What you will do ->
This task calls for copying each line below that contains "NoReceipts".

Material supplied ->
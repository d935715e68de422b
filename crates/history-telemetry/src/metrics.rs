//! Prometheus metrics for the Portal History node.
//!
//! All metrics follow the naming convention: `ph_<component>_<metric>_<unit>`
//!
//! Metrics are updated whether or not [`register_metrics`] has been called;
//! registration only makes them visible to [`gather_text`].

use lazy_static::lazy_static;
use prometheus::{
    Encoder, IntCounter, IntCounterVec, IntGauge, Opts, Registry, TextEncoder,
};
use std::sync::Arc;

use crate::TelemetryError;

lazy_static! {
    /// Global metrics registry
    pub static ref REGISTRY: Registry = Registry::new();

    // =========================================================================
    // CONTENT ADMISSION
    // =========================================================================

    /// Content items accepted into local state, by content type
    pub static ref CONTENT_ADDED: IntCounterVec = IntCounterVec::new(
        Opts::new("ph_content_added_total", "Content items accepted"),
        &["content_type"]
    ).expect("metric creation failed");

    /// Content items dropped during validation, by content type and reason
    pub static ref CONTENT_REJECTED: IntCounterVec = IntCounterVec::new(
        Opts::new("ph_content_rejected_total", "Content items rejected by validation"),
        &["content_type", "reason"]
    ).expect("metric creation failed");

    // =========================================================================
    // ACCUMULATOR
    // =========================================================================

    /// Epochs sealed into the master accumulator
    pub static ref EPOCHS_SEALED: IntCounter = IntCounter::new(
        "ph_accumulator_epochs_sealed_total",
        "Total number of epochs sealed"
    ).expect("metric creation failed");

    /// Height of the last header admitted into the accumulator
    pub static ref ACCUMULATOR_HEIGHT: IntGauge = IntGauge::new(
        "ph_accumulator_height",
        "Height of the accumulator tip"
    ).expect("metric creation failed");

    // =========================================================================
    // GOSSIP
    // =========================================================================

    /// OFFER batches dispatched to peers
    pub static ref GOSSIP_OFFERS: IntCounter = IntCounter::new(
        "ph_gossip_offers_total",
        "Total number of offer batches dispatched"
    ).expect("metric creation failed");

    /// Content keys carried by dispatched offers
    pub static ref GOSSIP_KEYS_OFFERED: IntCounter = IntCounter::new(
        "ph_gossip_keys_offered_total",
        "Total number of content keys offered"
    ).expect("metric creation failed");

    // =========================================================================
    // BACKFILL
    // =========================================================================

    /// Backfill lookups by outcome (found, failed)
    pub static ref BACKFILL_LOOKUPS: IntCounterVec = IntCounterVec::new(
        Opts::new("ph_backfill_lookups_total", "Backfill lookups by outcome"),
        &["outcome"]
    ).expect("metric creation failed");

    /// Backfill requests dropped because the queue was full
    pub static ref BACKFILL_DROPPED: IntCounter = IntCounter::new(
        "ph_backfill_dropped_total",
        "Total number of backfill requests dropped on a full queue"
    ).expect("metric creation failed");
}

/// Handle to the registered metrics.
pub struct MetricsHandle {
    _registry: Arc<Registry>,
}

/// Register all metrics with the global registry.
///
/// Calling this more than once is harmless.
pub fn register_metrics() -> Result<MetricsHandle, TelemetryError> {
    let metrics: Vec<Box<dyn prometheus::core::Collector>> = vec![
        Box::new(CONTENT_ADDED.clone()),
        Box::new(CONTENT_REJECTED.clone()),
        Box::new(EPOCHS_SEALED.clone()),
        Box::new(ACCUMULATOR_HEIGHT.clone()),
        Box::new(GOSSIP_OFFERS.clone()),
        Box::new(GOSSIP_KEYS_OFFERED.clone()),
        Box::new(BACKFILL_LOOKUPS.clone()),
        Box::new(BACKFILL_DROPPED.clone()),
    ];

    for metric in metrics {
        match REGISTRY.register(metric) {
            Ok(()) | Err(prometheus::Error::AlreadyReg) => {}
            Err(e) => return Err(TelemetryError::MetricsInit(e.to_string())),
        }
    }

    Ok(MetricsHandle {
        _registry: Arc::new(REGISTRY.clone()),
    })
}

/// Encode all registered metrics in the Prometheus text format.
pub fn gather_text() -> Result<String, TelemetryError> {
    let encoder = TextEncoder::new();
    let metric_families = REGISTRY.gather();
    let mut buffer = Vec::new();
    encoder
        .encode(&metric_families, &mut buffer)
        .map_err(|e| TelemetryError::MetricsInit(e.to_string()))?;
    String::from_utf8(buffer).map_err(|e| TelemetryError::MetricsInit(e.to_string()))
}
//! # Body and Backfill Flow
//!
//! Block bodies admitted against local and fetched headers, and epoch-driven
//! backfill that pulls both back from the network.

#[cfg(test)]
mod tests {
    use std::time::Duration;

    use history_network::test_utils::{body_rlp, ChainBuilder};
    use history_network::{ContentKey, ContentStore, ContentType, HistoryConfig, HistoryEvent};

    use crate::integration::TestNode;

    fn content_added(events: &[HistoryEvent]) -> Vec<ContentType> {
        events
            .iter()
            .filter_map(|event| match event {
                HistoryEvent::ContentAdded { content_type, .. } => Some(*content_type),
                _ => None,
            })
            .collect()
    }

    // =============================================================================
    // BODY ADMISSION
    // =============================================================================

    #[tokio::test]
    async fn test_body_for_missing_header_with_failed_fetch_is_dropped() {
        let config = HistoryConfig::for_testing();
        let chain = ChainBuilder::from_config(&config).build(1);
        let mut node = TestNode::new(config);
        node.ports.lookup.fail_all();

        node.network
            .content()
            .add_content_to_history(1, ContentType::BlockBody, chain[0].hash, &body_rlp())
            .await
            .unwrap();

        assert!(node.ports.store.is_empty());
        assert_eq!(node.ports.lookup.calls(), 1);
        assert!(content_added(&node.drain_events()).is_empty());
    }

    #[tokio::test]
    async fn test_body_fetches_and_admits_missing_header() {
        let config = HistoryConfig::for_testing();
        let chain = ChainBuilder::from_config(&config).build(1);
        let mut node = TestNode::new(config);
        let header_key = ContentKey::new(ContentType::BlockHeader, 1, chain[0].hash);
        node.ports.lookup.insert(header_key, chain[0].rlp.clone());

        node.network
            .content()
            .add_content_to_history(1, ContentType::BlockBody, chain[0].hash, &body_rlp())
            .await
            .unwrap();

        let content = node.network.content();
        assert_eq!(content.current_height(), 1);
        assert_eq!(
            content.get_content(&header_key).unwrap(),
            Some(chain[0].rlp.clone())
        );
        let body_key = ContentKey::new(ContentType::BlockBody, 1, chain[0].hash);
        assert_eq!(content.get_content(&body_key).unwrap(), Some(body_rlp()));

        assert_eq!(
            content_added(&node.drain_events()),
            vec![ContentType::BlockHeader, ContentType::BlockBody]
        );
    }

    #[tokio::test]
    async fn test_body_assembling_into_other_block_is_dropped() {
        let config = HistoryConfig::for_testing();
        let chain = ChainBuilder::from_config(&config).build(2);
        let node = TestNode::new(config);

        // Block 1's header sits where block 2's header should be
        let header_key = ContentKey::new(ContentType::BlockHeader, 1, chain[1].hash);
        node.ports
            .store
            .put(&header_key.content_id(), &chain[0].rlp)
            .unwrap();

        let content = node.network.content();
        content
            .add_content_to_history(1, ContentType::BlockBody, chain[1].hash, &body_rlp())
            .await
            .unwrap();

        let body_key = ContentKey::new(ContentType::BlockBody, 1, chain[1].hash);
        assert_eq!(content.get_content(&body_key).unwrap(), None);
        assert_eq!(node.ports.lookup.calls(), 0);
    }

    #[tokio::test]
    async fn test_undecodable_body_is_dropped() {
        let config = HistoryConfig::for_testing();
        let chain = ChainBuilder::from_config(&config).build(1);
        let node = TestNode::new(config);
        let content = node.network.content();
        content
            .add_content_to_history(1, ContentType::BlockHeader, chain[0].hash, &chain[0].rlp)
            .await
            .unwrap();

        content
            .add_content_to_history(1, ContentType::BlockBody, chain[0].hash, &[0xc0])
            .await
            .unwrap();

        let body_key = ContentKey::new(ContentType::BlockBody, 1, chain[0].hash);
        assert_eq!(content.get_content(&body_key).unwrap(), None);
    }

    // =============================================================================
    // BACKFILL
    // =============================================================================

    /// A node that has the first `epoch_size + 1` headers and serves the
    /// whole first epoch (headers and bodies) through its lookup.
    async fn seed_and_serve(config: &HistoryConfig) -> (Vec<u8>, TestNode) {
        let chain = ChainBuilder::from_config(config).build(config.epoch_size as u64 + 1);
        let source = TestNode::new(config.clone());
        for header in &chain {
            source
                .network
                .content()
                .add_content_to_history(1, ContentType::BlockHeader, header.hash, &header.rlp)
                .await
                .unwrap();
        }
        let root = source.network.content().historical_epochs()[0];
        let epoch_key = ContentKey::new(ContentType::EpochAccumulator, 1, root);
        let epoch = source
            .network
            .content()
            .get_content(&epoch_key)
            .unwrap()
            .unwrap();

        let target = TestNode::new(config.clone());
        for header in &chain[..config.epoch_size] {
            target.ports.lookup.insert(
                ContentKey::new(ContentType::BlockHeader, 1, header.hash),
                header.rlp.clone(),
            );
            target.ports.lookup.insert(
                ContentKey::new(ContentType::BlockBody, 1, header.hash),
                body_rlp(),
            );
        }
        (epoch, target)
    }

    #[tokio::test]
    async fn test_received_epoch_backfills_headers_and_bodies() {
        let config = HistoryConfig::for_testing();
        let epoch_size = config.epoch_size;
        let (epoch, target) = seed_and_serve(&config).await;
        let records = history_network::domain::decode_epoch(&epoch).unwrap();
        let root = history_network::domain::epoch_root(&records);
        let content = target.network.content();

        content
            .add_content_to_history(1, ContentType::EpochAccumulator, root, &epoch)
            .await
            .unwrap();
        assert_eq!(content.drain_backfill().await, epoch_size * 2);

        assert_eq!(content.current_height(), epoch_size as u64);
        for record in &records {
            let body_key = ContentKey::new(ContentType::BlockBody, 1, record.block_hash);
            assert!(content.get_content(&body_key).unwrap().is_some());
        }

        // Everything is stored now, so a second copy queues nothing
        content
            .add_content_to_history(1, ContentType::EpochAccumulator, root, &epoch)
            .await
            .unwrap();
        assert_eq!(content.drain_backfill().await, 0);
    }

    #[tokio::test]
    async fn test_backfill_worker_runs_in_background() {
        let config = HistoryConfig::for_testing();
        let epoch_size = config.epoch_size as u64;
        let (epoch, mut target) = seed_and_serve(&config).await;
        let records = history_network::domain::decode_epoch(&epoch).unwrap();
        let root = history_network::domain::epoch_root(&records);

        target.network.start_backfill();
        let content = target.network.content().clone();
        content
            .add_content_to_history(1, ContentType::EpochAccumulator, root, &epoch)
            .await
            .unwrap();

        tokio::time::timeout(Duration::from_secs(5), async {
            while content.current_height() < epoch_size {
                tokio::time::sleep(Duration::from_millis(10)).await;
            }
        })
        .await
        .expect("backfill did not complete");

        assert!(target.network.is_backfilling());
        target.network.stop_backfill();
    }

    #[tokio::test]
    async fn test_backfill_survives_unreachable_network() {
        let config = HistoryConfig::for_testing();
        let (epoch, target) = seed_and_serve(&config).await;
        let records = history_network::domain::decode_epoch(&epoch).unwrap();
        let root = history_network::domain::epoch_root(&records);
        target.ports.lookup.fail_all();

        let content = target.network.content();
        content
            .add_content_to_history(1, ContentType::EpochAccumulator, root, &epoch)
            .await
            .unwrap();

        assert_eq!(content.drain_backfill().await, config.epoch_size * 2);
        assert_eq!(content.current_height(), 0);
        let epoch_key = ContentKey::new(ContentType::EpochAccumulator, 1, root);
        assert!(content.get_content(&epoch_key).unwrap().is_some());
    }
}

...

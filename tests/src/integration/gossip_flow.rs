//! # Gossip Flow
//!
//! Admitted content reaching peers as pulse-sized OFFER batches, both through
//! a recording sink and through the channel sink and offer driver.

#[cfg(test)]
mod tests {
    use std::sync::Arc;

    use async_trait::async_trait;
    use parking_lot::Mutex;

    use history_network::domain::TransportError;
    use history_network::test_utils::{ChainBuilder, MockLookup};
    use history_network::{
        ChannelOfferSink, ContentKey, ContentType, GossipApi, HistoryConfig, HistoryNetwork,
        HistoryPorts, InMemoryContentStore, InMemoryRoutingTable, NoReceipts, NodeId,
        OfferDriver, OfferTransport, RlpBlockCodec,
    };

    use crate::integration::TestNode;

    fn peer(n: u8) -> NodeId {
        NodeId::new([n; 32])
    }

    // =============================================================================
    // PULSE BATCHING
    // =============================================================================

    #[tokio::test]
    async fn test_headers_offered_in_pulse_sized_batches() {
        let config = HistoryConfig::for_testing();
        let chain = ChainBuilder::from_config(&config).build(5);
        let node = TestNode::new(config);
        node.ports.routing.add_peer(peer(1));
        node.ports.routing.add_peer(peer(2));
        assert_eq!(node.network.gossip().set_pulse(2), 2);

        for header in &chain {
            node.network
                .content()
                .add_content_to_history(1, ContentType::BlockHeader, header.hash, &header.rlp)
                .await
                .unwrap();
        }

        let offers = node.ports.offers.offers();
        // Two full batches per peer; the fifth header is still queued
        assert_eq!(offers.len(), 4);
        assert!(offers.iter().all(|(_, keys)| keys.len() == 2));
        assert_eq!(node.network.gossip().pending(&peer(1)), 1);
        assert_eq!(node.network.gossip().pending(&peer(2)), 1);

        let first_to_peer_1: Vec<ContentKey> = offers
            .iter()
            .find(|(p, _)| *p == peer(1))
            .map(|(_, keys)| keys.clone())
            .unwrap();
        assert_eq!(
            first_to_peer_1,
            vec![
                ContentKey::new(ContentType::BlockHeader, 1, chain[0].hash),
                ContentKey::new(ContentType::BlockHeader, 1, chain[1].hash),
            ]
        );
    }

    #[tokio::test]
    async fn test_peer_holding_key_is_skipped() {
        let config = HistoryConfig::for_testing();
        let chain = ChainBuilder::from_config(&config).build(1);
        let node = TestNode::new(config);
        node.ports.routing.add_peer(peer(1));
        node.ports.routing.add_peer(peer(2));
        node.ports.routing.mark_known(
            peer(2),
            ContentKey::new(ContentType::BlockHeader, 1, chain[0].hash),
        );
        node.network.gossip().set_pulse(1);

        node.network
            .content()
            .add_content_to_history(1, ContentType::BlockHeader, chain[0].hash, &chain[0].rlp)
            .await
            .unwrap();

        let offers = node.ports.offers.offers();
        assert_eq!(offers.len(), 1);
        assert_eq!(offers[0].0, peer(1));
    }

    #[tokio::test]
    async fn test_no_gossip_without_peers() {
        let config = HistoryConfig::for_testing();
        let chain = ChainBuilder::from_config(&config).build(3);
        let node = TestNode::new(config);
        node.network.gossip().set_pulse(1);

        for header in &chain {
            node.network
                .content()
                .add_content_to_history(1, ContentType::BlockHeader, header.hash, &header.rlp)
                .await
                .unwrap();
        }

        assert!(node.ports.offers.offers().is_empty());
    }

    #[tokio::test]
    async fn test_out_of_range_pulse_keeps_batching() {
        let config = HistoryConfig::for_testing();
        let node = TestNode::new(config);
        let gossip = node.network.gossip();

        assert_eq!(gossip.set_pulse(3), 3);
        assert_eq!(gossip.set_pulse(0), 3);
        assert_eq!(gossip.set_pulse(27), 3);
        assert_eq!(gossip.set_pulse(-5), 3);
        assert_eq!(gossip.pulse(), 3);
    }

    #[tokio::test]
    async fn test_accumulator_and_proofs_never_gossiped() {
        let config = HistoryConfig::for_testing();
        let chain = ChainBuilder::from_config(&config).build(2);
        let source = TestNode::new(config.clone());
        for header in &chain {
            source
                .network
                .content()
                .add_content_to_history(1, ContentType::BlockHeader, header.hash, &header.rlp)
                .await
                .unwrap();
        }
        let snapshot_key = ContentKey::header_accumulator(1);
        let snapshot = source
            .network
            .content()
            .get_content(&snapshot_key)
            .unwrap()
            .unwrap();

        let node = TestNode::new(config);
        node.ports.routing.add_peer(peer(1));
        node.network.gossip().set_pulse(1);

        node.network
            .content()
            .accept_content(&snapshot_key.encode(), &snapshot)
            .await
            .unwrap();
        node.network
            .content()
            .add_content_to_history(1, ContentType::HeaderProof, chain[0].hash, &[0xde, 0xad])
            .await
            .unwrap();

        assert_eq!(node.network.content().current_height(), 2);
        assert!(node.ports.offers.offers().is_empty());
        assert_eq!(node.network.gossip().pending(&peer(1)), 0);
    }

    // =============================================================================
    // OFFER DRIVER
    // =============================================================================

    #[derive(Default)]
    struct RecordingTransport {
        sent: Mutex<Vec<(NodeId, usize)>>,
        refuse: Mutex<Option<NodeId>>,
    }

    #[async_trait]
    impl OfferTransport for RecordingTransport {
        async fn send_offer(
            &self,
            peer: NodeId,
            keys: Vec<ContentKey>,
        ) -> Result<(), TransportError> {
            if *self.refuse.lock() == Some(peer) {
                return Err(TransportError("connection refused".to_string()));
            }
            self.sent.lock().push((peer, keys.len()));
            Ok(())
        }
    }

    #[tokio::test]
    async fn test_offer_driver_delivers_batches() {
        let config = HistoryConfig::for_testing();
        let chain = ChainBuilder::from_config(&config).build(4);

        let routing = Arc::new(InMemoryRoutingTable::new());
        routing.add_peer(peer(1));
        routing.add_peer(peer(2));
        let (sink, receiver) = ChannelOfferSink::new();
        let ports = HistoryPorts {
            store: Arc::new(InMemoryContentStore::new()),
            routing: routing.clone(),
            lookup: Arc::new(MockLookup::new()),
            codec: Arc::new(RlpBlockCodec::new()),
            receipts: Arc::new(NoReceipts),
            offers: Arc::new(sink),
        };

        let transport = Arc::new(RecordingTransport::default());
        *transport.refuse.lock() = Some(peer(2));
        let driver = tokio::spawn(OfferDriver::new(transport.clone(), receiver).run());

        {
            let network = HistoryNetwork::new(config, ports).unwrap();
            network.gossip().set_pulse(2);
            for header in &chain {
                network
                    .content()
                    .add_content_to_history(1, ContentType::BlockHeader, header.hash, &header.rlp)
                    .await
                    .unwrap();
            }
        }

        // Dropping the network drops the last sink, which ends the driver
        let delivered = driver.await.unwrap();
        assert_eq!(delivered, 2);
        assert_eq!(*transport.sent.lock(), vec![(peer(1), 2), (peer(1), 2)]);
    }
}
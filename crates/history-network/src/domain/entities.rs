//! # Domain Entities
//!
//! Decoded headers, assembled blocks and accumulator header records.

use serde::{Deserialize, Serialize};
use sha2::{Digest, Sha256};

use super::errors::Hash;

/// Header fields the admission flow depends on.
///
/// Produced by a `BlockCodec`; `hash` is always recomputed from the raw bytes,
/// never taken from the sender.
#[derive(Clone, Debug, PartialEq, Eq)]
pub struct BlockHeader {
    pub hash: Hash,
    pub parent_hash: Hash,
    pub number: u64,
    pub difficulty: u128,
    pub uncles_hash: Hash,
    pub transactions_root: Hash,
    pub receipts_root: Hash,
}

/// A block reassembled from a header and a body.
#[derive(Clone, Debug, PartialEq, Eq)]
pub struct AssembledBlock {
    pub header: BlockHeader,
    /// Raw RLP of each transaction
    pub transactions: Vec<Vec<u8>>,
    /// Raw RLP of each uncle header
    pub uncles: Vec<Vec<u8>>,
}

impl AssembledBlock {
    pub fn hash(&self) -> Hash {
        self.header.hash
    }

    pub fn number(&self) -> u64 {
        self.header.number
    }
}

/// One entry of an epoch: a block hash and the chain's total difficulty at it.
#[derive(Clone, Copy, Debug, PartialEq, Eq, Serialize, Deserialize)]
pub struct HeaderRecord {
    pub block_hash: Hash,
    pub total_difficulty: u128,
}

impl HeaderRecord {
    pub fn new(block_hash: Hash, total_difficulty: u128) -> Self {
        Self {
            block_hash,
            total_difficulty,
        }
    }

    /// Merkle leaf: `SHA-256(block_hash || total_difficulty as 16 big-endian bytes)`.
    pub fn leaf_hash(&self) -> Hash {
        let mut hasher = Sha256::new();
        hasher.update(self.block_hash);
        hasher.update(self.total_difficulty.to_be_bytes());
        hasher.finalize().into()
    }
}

* * *

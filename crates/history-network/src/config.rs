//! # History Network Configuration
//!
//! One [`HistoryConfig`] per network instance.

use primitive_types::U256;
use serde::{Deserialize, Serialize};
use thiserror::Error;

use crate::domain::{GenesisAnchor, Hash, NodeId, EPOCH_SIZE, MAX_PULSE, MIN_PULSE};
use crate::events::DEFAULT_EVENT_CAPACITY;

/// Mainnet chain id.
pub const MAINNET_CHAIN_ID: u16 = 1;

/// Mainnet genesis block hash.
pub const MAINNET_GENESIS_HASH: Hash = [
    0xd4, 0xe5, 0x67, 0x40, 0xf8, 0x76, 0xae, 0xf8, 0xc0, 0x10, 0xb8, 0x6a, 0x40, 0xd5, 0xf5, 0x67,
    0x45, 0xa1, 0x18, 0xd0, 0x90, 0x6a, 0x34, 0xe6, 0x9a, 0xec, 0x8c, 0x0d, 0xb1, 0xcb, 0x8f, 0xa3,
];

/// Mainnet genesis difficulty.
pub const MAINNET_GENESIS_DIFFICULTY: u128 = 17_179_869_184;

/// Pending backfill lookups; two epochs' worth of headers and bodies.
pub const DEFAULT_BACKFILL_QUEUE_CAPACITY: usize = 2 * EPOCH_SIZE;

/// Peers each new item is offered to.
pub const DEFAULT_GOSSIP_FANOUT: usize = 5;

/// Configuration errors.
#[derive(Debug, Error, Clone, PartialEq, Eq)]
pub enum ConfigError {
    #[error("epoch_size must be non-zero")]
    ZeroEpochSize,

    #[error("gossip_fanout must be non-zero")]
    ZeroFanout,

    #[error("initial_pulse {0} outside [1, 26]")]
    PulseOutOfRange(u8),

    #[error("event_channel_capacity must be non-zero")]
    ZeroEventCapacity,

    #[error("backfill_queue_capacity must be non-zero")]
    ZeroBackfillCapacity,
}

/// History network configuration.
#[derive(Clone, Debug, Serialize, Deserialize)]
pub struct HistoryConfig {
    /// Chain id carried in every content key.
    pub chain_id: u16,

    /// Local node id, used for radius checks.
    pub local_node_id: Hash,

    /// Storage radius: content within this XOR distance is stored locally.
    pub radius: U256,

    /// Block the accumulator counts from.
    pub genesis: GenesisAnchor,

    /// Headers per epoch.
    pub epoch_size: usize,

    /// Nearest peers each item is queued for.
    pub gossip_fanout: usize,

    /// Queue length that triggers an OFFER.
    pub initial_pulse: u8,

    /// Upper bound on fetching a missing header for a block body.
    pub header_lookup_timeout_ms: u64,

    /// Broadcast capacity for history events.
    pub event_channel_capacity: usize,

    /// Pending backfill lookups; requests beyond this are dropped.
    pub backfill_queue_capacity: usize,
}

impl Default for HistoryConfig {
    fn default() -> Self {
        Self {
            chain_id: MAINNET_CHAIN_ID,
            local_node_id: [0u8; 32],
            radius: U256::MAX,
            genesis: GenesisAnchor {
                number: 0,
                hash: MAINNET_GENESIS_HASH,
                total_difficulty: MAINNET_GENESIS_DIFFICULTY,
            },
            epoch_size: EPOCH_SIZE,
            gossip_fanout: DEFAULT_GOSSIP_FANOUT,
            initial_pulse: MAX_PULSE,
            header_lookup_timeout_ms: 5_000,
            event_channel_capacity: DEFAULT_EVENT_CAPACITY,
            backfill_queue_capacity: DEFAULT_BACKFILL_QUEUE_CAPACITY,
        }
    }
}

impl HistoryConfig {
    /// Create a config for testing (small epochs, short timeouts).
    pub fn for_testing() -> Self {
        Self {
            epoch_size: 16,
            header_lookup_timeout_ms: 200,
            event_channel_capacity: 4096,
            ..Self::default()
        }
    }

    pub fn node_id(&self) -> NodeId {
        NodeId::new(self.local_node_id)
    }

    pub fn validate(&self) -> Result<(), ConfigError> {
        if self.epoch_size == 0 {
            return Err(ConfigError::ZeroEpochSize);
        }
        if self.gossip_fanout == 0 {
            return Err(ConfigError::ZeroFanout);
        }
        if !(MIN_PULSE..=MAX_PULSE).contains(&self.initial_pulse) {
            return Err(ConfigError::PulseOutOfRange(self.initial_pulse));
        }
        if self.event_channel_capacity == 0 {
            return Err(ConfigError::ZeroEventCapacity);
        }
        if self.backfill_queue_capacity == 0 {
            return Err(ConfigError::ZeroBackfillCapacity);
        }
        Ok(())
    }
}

Output ->
        HistoryPorts, InMemoryContentStore, InMemoryRoutingTable, NoReceipts, NodeId,
            receipts: Arc::new(NoReceipts),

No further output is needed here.